Looming meaningful use penalties are prompting many organizations to act, and a growing number are looking into a cloud computing-based system because of the low cost of entry. Gorenberg still runs an on-site server for his practice's EHR platform but he's tapping the cloud for practice management software, he said. Instead of deploying the software in every location, his offices need only an Internet browser to access the application.
By going with the Software as a Service approach, Gorenberg's practice avoided the $50,000 up-front costs an on-site system would have incurred, he said. Instead, he pays his technology provider, AdvancedMD Software Inc., monthly fees based on use. About 15 people use the system now, but if that number increases, the fees will go up. If he ever had to reduce his use, fees would be adjusted down.

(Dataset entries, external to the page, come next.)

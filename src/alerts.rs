//! Alert fanout: the async tail that must not block the pipeline.
//!
//! Stage progress never waits on Discord or email. Alerts go onto a bounded
//! flume channel consumed by a single worker task that talks to the
//! [`Notifier`] collaborator; [`AlertHub::flush`] and [`AlertHub::shutdown`]
//! guarantee everything enqueued is delivered before the process exits;
//! nothing is fire-and-forgotten silently.

use std::sync::Arc;

use miette::Diagnostic;
use thiserror::Error;
use tokio::sync::oneshot;
use tokio::task::JoinHandle;
use tracing::{debug, warn};

use crate::collaborators::{AlertMessage, Notifier};

// ── Alert types ────────────────────────────────────────────────────────

/// Routing key for an alert; which channel each kind lands on is the
/// notifier's routing-table decision.
#[derive(Debug, Clone, Copy, PartialEq, Eq)]
pub enum AlertKind {
    PipelineFailure,
    BufferDeployed,
    BufferStockLow,
    BudgetWarning,
    BudgetCritical,
    IncidentDigest,
    QuotaExceeded,
}

impl AlertKind {
    #[must_use]
    pub fn as_str(self) -> &'static str {
        match self {
            Self::PipelineFailure => "pipeline-failure",
            Self::BufferDeployed => "buffer-deployed",
            Self::BufferStockLow => "buffer-stock-low",
            Self::BudgetWarning => "budget-warning",
            Self::BudgetCritical => "budget-critical",
            Self::IncidentDigest => "incident-digest",
            Self::QuotaExceeded => "quota-exceeded",
        }
    }
}

/// One queued alert.
#[derive(Debug, Clone)]
pub struct Alert {
    pub kind: AlertKind,
    pub message: AlertMessage,
    /// Critical alerts use the notifier's escalation path.
    pub critical: bool,
}

impl Alert {
    #[must_use]
    pub fn routine(kind: AlertKind, message: AlertMessage) -> Self {
        Self {
            kind,
            message,
            critical: false,
        }
    }

    #[must_use]
    pub fn critical(kind: AlertKind, message: AlertMessage) -> Self {
        Self {
            kind,
            message,
            critical: true,
        }
    }
}

// ── Errors ─────────────────────────────────────────────────────────────

#[derive(Debug, Error, Diagnostic)]
pub enum AlertError {
    #[error("alert channel full; alert dropped: {kind}")]
    #[diagnostic(
        code(nexus::alerts::channel_full),
        help("The notifier is not draining; raise the channel capacity or fix delivery.")
    )]
    ChannelFull { kind: &'static str },

    #[error("alert hub already shut down")]
    #[diagnostic(code(nexus::alerts::closed))]
    Closed,
}

// ── Hub ────────────────────────────────────────────────────────────────

enum Envelope {
    Alert(Alert),
    Flush(oneshot::Sender<()>),
}

/// Bounded alert queue with a single delivery worker.
pub struct AlertHub {
    tx: flume::Sender<Envelope>,
    worker: JoinHandle<()>,
}

impl AlertHub {
    /// Spawn the delivery worker over `notifier`.
    #[must_use]
    pub fn start(notifier: Arc<dyn Notifier>, capacity: usize) -> Self {
        let (tx, rx) = flume::bounded::<Envelope>(capacity.max(1));
        let worker = tokio::spawn(async move {
            while let Ok(envelope) = rx.recv_async().await {
                match envelope {
                    Envelope::Alert(alert) => {
                        let result = if alert.critical {
                            notifier.send_critical_alert(alert.message.clone()).await
                        } else {
                            notifier
                                .route_alert(alert.kind.as_str(), alert.message.clone())
                                .await
                        };
                        match result {
                            Ok(()) => debug!(kind = alert.kind.as_str(), "alert delivered"),
                            Err(err) => warn!(
                                kind = alert.kind.as_str(),
                                error = %err,
                                "alert delivery failed"
                            ),
                        }
                    }
                    Envelope::Flush(ack) => {
                        // Channel is FIFO: reaching this envelope means
                        // everything enqueued before it was delivered.
                        let _ = ack.send(());
                    }
                }
            }
        });
        Self { tx, worker }
    }

    /// Enqueue without blocking pipeline progress.
    pub fn emit(&self, alert: Alert) -> Result<(), AlertError> {
        let kind = alert.kind.as_str();
        self.tx
            .try_send(Envelope::Alert(alert))
            .map_err(|err| match err {
                flume::TrySendError::Full(_) => AlertError::ChannelFull { kind },
                flume::TrySendError::Disconnected(_) => AlertError::Closed,
            })
    }

    /// Wait until everything enqueued so far has been handed to the
    /// notifier.
    pub async fn flush(&self) -> Result<(), AlertError> {
        let (ack_tx, ack_rx) = oneshot::channel();
        self.tx
            .send_async(Envelope::Flush(ack_tx))
            .await
            .map_err(|_| AlertError::Closed)?;
        ack_rx.await.map_err(|_| AlertError::Closed)
    }

    /// Drain and stop the worker. Call on process exit.
    pub async fn shutdown(self) {
        drop(self.tx);
        if let Err(err) = self.worker.await {
            warn!(error = %err, "alert worker ended abnormally");
        }
    }
}

// ── Tests ──────────────────────────────────────────────────────────────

A big plus is that the AdvancedMD system integrates with Gorenberg's EHR system from EncounterPRO Healthcare Resources Inc. The platform that AdvancedMD replaced never quite integrated fully with the EncounterPRO system.
Failure to communicate hinders adoption of new health care technology
Like Gorenberg's practice, some health care organizations have assembled "best-of-breed" environments that create a hodgepodge of complexity. Others have inched into automation, cobbling together systems that handle single functions, such as billing or e-prescribing. The problem is that the systems often don't communicate, hurting staff productivity and driving up costs.

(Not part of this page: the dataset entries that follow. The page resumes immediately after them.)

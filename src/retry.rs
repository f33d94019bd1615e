//! Exponential-backoff retry of a single unit of work.
//!
//! [`run_with_retry`] drives a thunk for up to [`RetryPolicy::max_retries`]
//! attempts. Only two things trigger another attempt: a typed error with
//! [`Severity::Retryable`](crate::errors::Severity::Retryable), or an
//! unclassified error whose message carries a transient transport signal
//! (timeout, 5xx, rate-limit). Everything else propagates on the first
//! attempt.
//!
//! Delay before attempt `n+1` is `min(max_delay, base_delay · 2^(n-1))` with
//! ±20% jitter. A policy with `max_retries == 0` still executes the thunk
//! exactly once and never sleeps.

use std::time::Duration;

use rand::Rng;
use tracing::{debug, warn};

use crate::errors::{CODE_RETRY_EXHAUSTED, CODE_UNKNOWN, ErrorCause, NexusError, Severity};

// ── Policy ─────────────────────────────────────────────────────────────

/// Backoff parameters for one retried unit of work.
#[derive(Debug, Clone, PartialEq)]
pub struct RetryPolicy {
    /// Total attempts (not "extra" attempts). `0` is treated as `1`.
    pub max_retries: u32,
    pub base_delay: Duration,
    pub max_delay: Duration,
    /// Symmetric jitter fraction applied to each delay (`0.2` → ±20%).
    pub jitter: f64,
}

impl Default for RetryPolicy {
    fn default() -> Self {
        Self {
            max_retries: 3,
            base_delay: Duration::from_secs(1),
            max_delay: Duration::from_secs(30),
            jitter: 0.2,
        }
    }
}

impl RetryPolicy {
    #[must_use]
    pub fn new(max_retries: u32) -> Self {
        Self {
            max_retries,
            ..Default::default()
        }
    }

    #[must_use]
    pub fn with_delays(mut self, base: Duration, max: Duration) -> Self {
        self.base_delay = base;
        self.max_delay = max;
        self
    }

    /// Attempts that will actually run: at least one.
    #[must_use]
    pub fn effective_attempts(&self) -> u32 {
        self.max_retries.max(1)
    }

    /// Un-jittered delay slept after failed attempt `attempt` (1-based).
    #[must_use]
    pub fn delay_after(&self, attempt: u32) -> Duration {
        let exp = attempt.saturating_sub(1).min(31);
        let scaled = self.base_delay.saturating_mul(2u32.saturating_pow(exp));
        scaled.min(self.max_delay)
    }

    /// Upper bound on total sleep time across a full exhaustion, ignoring
    /// jitter: `Σ min(max_delay, base · 2^i)` over `attempts - 1` sleeps.
    #[must_use]
    pub fn max_total_delay(&self) -> Duration {
        (1..self.effective_attempts()).map(|a| self.delay_after(a)).sum()
    }

    fn jittered(&self, delay: Duration) -> Duration {
        if self.jitter <= 0.0 {
            return delay;
        }
        let factor = rand::rng().random_range((1.0 - self.jitter)..=(1.0 + self.jitter));
        delay.mul_f64(factor)
    }
}

// ── Transport allowlist ────────────────────────────────────────────────

/// Transient transport signals that justify a retry even when the error was
/// never classified. Deliberately small; anything else must be typed.
const TRANSIENT_SIGNALS: &[&str] = &[
    "timeout",
    "timed out",
    "429",
    "rate limit",
    "too many requests",
    "500",
    "502",
    "503",
    "504",
    "connection reset",
    "temporarily unavailable",
];

/// Whether an unclassified error message looks like a transient transport
/// failure.
#[must_use]
pub fn is_transient_transport(message: &str) -> bool {
    let lower = message.to_ascii_lowercase();
    TRANSIENT_SIGNALS.iter().any(|sig| lower.contains(sig))
}

fn should_retry(err: &NexusError) -> bool {
    err.is_retryable() || (err.code == CODE_UNKNOWN && is_transient_transport(&err.message))
}

// ── Engine ─────────────────────────────────────────────────────────────

/// A successful retried call plus how many attempts it took.
#[derive(Debug, Clone, PartialEq, Eq)]
pub struct Attempted<T> {
    pub value: T,
    pub attempts: u32,
}

/// Run `op` under `policy`, retrying qualifying failures with backoff.
///
/// The thunk receives the 1-based attempt number. On exhaustion the last
/// error becomes the cause of a `NEXUS_RETRY_EXHAUSTED` error that keeps
/// `Retryable` severity, so an enclosing fallback cascade treats the
/// provider as spent.
pub async fn run_with_retry<T, F, Fut>(
    policy: &RetryPolicy,
    op_name: &str,
    mut op: F,
) -> Result<Attempted<T>, NexusError>
where
    F: FnMut(u32) -> Fut,
    Fut: Future<Output = Result<T, NexusError>>,
{
    let attempts = policy.effective_attempts();
    let mut last_err: Option<NexusError> = None;

    for attempt in 1..=attempts {
        match op(attempt).await {
            Ok(value) => return Ok(Attempted { value, attempts: attempt }),
            Err(err) => {
                if !should_retry(&err) {
                    return Err(err);
                }
                warn!(
                    op = op_name,
                    attempt,
                    max_attempts = attempts,
                    code = %err.code,
                    "retryable failure"
                );
                let exhausted = attempt == attempts;
                last_err = Some(err);
                if !exhausted {
                    let delay = policy.jittered(policy.delay_after(attempt));
                    debug!(op = op_name, delay_ms = delay.as_millis() as u64, "backing off");
                    tokio::time::sleep(delay).await;
                }
            }
        }
    }

    let last = last_err.expect("loop ran at least once");
    let mut out = NexusError::new(
        CODE_RETRY_EXHAUSTED,
        Severity::Retryable,
        format!("{op_name} failed after {attempts} attempts: {}", last.message),
    )
    .with_cause(ErrorCause::from_error(&last));
    out.stage = last.stage;
    Err(out)
}

// ── Tests ──────────────────────────────────────────────────────────────
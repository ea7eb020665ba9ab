//! Invocation-scoped configuration

use std::fmt;
use std::path::PathBuf;
use std::str::FromStr;

use thiserror::Error;

use targetscope_bazel::BazelCommand;
use targetscope_core::RelPath;
use targetscope_git::LabelledGitRev;

/// How to treat an unclean repository before checking out a revision.
#[derive(Debug, Clone, Copy, PartialEq, Eq, Default)]
pub enum EnforceClean {
    /// Fail if the repository has non-ignored changes.
    #[default]
    EnforceClean,

    /// Fall back to a cached worktree when non-ignored changes are present.
    AllowIgnored,

    /// Proceed in place as if the tree were clean; local changes may affect
    /// results.
    AllowDirty,
}

/// How to handle a query failure at the "before" revision.
#[derive(Debug, Clone, Copy, PartialEq, Eq, Default)]
pub enum BeforeQueryErrorBehavior {
    /// Treat an error querying as fatal.
    #[default]
    Fatal,

    /// Ignore the error and report every matching "after" target as affected.
    IgnoreAndBuildAll,
}

/// How to clear Bazel's analysis cache before cquery runs.
///
/// `shutdown` stops the server; `discard` runs a `--discard_analysis_cache`
/// build followed by a no-op build to flush deferred cleanup, which avoids a
/// JVM restart but tends to over-invalidate external repositories.
#[derive(Debug, Clone, Copy, PartialEq, Eq, Default)]
pub enum AnalysisCacheClearStrategy {
    #[default]
    Skip,
    Shutdown,
    Discard,
}

#[derive(Debug, Clone, PartialEq, Eq, Error)]
#[error("unrecognized value {value:?} for {option} (expected one of {expected})")]
pub struct InvalidPolicyValue {
    pub option: &'static str,
    pub value: String,
    pub expected: &'static str,
}

impl FromStr for EnforceClean {
    type Err = InvalidPolicyValue;

    fn from_str(s: &str) -> Result<Self, Self::Err> {
        match s {
            "enforce-clean" => Ok(Self::EnforceClean),
            "allow-ignored" => Ok(Self::AllowIgnored),
            "allow-dirty" => Ok(Self::AllowDirty),
            other => Err(InvalidPolicyValue {
                option: "enforce-clean",
                value: other.to_owned(),
                expected: "enforce-clean|allow-ignored|allow-dirty",
            }),
        }
    }
}

impl fmt::Display for EnforceClean {
    fn fmt(&self, f: &mut fmt::Formatter<'_>) -> fmt::Result {
        f.write_str(match self {
            Self::EnforceClean => "enforce-clean",
            Self::AllowIgnored => "allow-ignored",
            Self::AllowDirty => "allow-dirty",
        })
    }
}

impl FromStr for BeforeQueryErrorBehavior {
    type Err = InvalidPolicyValue;

    fn from_str(s: &str) -> Result<Self, Self::Err> {
        match s {
            "fatal" => Ok(Self::Fatal),
            "ignore-and-build-all" => Ok(Self::IgnoreAndBuildAll),
            other => Err(InvalidPolicyValue {
                option: "before-query-error-behavior",
                value: other.to_owned(),
                expected: "fatal|ignore-and-build-all",
            }),
        }
    }
}

impl fmt::Display for BeforeQueryErrorBehavior {
    fn fmt(&self, f: &mut fmt::Formatter<'_>) -> fmt::Result {
        f.write_str(match self {
            Self::Fatal => "fatal",
            Self::IgnoreAndBuildAll => "ignore-and-build-all",
        })
    }
}

impl FromStr for AnalysisCacheClearStrategy {
    type Err = InvalidPolicyValue;

    fn from_str(s: &str) -> Result<Self, Self::Err> {
        match s {
            "skip" => Ok(Self::Skip),
            "shutdown" => Ok(Self::Shutdown),
            "discard" => Ok(Self::Discard),
            other => Err(InvalidPolicyValue {
                option: "analysis-cache-clear-strategy",
                value: other.to_owned(),
                expected: "skip|shutdown|discard",
            }),
        }
    }
}

impl fmt::Display for AnalysisCacheClearStrategy {
    fn fmt(&self, f: &mut fmt::Formatter<'_>) -> fmt::Result {
        f.write_str(match self {
            Self::Skip => "skip",
            Self::Shutdown => "shutdown",
            Self::Discard => "discard",
        })
    }
}

/// Everything an invocation needs to know, assembled once by the caller.
pub struct Context {
    /// Absolute path to the Bazel workspace root. Assumed to be inside a git
    /// repository, though not necessarily at its root.
    pub workspace_path: PathBuf,

    /// The revision the repository was in when the context was created;
    /// restored on every exit path.
    pub original_revision: LabelledGitRev,

    /// The build tool.
    pub bazel: Box<dyn BazelCommand>,

    /// The Bazel output base of the original workspace, shared across
    /// worktrees so analysis work is reused.
    pub bazel_output_base: String,

    /// Whether to tear down a created worktree at the end of the invocation
    /// instead of caching it for reuse.
    pub delete_cached_worktree: bool,

    /// Path prefixes whose files never affect the build graph.
    pub ignored_files: Vec<RelPath>,

    pub before_query_error_behavior: BeforeQueryErrorBehavior,

    pub analysis_cache_clear_strategy: AnalysisCacheClearStrategy,

    /// Diagnostic mode: run the deps query before and after clearing the
    /// analysis cache and fail if the results differ.
    pub compare_queries_around_cache_clear: bool,

    /// Whether to drop platform-incompatible targets from the matching set.
    pub filter_incompatible_targets: bool,

    pub enforce_clean: EnforceClean,
}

Lorraine Fernandesvice president, Initiate Systems Inc.
Such was the case at Parkview Adventist until the hospital switched from an amalgamation of applications and operating systems to a Medical Information Technology Inc. platform with a complete hospital information system that includes such functions as billing, pharmacy and lab management and EHR technology.

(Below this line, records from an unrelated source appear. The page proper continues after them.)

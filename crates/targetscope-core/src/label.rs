//! Canonical Bazel target labels
//!
//! A label names a target by repository, package, and target name. Labels are
//! plain values: freely copied, compared by their canonical string rendering,
//! and totally ordered by it. Parsing accepts every absolute form emitted by
//! Bazel query output, including canonical (`@@`) repositories and repository
//! names containing `~` and `+`.

use std::cmp::Ordering;
use std::fmt;

use serde::Serialize;
use thiserror::Error;

/// A fully qualified target label.
///
/// `@//pkg:name` parses identically to `//pkg:name`; two labels that differ
/// only in such inconsequential spelling compare equal.
#[derive(Debug, Clone, PartialEq, Eq, Hash, Serialize)]
pub struct Label {
    repo: String,
    canonical: bool,
    package: String,
    name: String,
}

/// Errors from parsing a label string.
#[derive(Debug, Clone, PartialEq, Eq, Error)]
pub enum LabelError {
    #[error("label is empty")]
    Empty,

    #[error("label {0:?} is not absolute (expected a leading `//` or `@`)")]
    NotAbsolute(String),

    #[error("label {0:?} has no target name")]
    MissingTargetName(String),
}

impl Label {
    /// Parse an absolute label.
    ///
    /// Accepted forms: `@repo//pkg:name`, `@@canonical//pkg:name`,
    /// `//pkg:name`, `//pkg` (name defaults to the last package segment),
    /// `//:name`, and `@repo` (shorthand for `@repo//:repo`). Relative labels
    /// are rejected; query output only ever contains absolute ones.
    pub fn parse(s: &str) -> Result<Self, LabelError> {
        if s.is_empty() {
            return Err(LabelError::Empty);
        }

        let (canonical, after_repo_marker) = if let Some(rest) = s.strip_prefix("@@") {
            (true, Some(rest))
        } else if let Some(rest) = s.strip_prefix('@') {
            (false, Some(rest))
        } else {
            (false, None)
        };

        match after_repo_marker {
            None => {
                let rest = s
                    .strip_prefix("//")
                    .ok_or_else(|| LabelError::NotAbsolute(s.to_owned()))?;
                let (package, name) = parse_package_and_name(s, rest)?;
                Ok(Self { repo: String::new(), canonical, package, name })
            }
            Some(rest) => match rest.find("//") {
                // `@repo` names the repository's root target.
                None => {
                    if rest.is_empty() {
                        return Err(LabelError::MissingTargetName(s.to_owned()));
                    }
                    Ok(Self {
                        repo: rest.to_owned(),
                        canonical,
                        package: String::new(),
                        name: rest.to_owned(),
                    })
                }
                Some(idx) => {
                    let (package, name) = parse_package_and_name(s, &rest[idx + 2..])?;
                    Ok(Self { repo: rest[..idx].to_owned(), canonical, package, name })
                }
            },
        }
    }

    /// The repository name, empty for the root repository.
    pub fn repo(&self) -> &str {
        &self.repo
    }

    /// Whether the repository name is canonical (spelled `@@`).
    pub fn is_canonical(&self) -> bool {
        self.canonical
    }

    pub fn package(&self) -> &str {
        &self.package
    }

    pub fn name(&self) -> &str {
        &self.name
    }

    /// Rewrite the repository component, e.g. when resolving an apparent
    /// repository name to its canonical form.
    pub fn set_repo(&mut self, repo: impl Into<String>, canonical: bool) {
        self.repo = repo.into();
        self.canonical = canonical;
    }
}

fn parse_package_and_name(original: &str, rest: &str) -> Result<(String, String), LabelError> {
    match rest.split_once(':') {
        Some((package, name)) => {
            if name.is_empty() {
                return Err(LabelError::MissingTargetName(original.to_owned()));
            }
            Ok((package.to_owned(), name.to_owned()))
        }
        None => {
            // `//pkg` is shorthand for `//pkg:last-segment`.
            let name = rest.rsplit('/').next().unwrap_or("");
            if name.is_empty() {
                return Err(LabelError::MissingTargetName(original.to_owned()));
            }
            Ok((rest.to_owned(), name.to_owned()))
        }
    }
}

impl fmt::Display for Label {
    fn fmt(&self, f: &mut fmt::Formatter<'_>) -> fmt::Result {
        if !self.repo.is_empty() || self.canonical {
            write!(f, "{}{}", if self.canonical { "@@" } else { "@" }, self.repo)?;
            if self.package.is_empty() && self.name == self.repo {
                return Ok(());
            }
        }
        write!(f, "//{}", self.package)?;
        let last_segment = self.package.rsplit('/').next().unwrap_or("");
        if !self.package.is_empty() && self.name == last_segment {
            return Ok(());
        }
        write!(f, ":{}", self.name)
    }
}

impl Ord for Label {
    fn cmp(&self, other: &Self) -> Ordering {
        self.to_string().cmp(&other.to_string())
    }
}

impl PartialOrd for Label {
    fn partial_cmp(&self, other: &Self) -> Option<Ordering> {
        Some(self.cmp(other))
    }
}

"It was a nightmare," McQuaid said, referring to the preconversion scenario at Parkview Adventist. It was using software from at least seven vendors, and the applications didn't communicate. Pharmacy staff couldn't look at lab records. One application handled CPOE, while another kept inpatient records. Vendors would get acquired or merge, then stop supporting their applications.
As Gorenberg and McQuaid found, it's not enough simply to move toward automation. It's important to assess your needs, pick the right technology and partner with companies that support it properly.
Figuring out what's needed, of course, is no easy task for an organization. Aside from the choice of management and EHR systems, there are also security considerations. Full automation includes giving doctors remote access to files from their laptops or smartphones so they don't drive back to the office or hospital every time they need to check a patient's records.
In addition, if automation is to reach its full potential, hospital locations need to communicate with each other and with doctors' offices through data interchange systems, which transmit information securely over the Web.
Decisions also have to be made about whether to use tablet computers or laptops that doctors and nurses can wheel from exam rooms to patient rooms. MDG Medical in Aurora, Ohio, for instance, sells and maintains the automated medical carts used at patients' bedsides. There, only the one drawer in the cart that contains the patient's correct prescribed medicine will open. The carts also feed information to EHR systems, said Fran Paez, MDG's vice president of marketing and operations.
Medical technology has reached a high level of sophistication, but putting all the systems together and making sure they all work together require a lot of thought and planning. It's no wonder some organizations hesitate to go full-bore. "My head spins thinking of everything that is in flight, and everything that has to be done," Fernandes said.
But as vexing and painful as automation may be, forgoing new health care technology is more expensive in the long run. "How can you afford not to do this?" McQuaid asked.